* EXERCISE GOAL *
Give back exactly the lines from the start of the listing to the line containing "pub fn new()", inclusive, and nothing beyond them.

* TASK MATERIAL *

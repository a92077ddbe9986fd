//! Ordered load path over a resource set.
//!
//! The load path is the subset of resources a client should load, in load
//! order. It is an insertion-ordered list with set semantics: a path appears
//! at most once, and re-adding an existing path keeps its original position.

use rustc_hash::FxHashSet;

#[derive(Debug, Clone, Default)]
pub struct LoadPath {
    order: Vec<String>,
    members: FxHashSet<String>,
}

impl LoadPath {
    pub fn new() -> Self {
        Self::default()
    }

    /// Append a path. Returns `false` when it was already present, in which
    /// case its position is unchanged.
    pub fn append(&mut self, path: impl Into<String>) -> bool {
        let path = path.into();
        if !self.members.insert(path.clone()) {
            return false;
        }
        self.order.push(path);
        true
    }

    pub fn append_all<I, S>(&mut self, paths: I)
    where
        I: IntoIterator<Item = S>,
        S: Into<String>,
    {
        for path in paths {
            self.append(path);
        }
    }

    /// Insert paths at the front, preserving their relative order. Paths
    /// already present keep their existing position.
    pub fn prepend_all<I, S>(&mut self, paths: I)
    where
        I: IntoIterator<Item = S>,
        S: Into<String>,
    {
        let novel: Vec<String> = paths
            .into_iter()
            .map(Into::into)
            .filter(|path| self.members.insert(path.clone()))
            .collect();
        self.order.splice(0..0, novel);
    }

    /// Remove a path, closing the gap. Returns `false` when absent.
    pub fn remove(&mut self, path: &str) -> bool {
        if !self.members.remove(path) {
            return false;
        }
        self.order.retain(|p| p != path);
        true
    }

    pub fn contains(&self, path: &str) -> bool {
        self.members.contains(path)
    }

    pub fn paths(&self) -> &[String] {
        &self.order
    }

    pub fn len(&self) -> usize {
        self.order.len()
    }

    pub fn is_empty(&self) -> bool {
        self.order.is_empty()
    }
}

#[cfg(test)]
mod tests {
    use super::*;

    #[test]
    fn test_append_keeps_insertion_order() {
        let mut lp = LoadPath::new();
        lp.append("/a.js");
        lp.append("/b.js");
        lp.append("/c.js");
        assert_eq!(lp.paths(), &["/a.js", "/b.js", "/c.js"]);
    }

    #[test]
    fn test_append_ignores_duplicates() {
        let mut lp = LoadPath::new();
        assert!(lp.append("/a.js"));
        assert!(lp.append("/b.js"));
        assert!(!lp.append("/a.js"));
        assert_eq!(lp.paths(), &["/a.js", "/b.js"]);
    }

    #[test]
    fn test_prepend_inserts_at_front_in_order() {
        let mut lp = LoadPath::new();
        lp.append("/c.js");
        lp.prepend_all(["/a.js", "/b.js"]);
        assert_eq!(lp.paths(), &["/a.js", "/b.js", "/c.js"]);
    }

    #[test]
    fn test_prepend_keeps_existing_positions() {
        let mut lp = LoadPath::new();
        lp.append("/a.js");
        lp.append("/b.js");
        lp.prepend_all(["/b.js", "/z.js"]);
        assert_eq!(lp.paths(), &["/z.js", "/a.js", "/b.js"]);
    }

    #[test]
    fn test_remove_closes_the_gap() {
        let mut lp = LoadPath::new();
        lp.append_all(["/a.js", "/b.js", "/c.js"]);
        assert!(lp.remove("/b.js"));
        assert_eq!(lp.paths(), &["/a.js", "/c.js"]);
        assert!(!lp.remove("/b.js"));
        assert_eq!(lp.len(), 2);
    }
}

* RESPONSE BOX *
repository a92077ddbe9986fd
//! Ordered load path over a resource set.
//!
//! The load path is the subset of resources a client should load, in load
//! order. It is an insertion-ordered list with set semantics: a path appears
//! at most once, and re-adding an existing path keeps its original position.

use rustc_hash::FxHashSet;

#[derive(Debug, Clone, Default)]
pub struct LoadPath {
    order: Vec<String>,
    members: FxHashSet<String>,
}

impl LoadPath {
    pub fn new() -> Self {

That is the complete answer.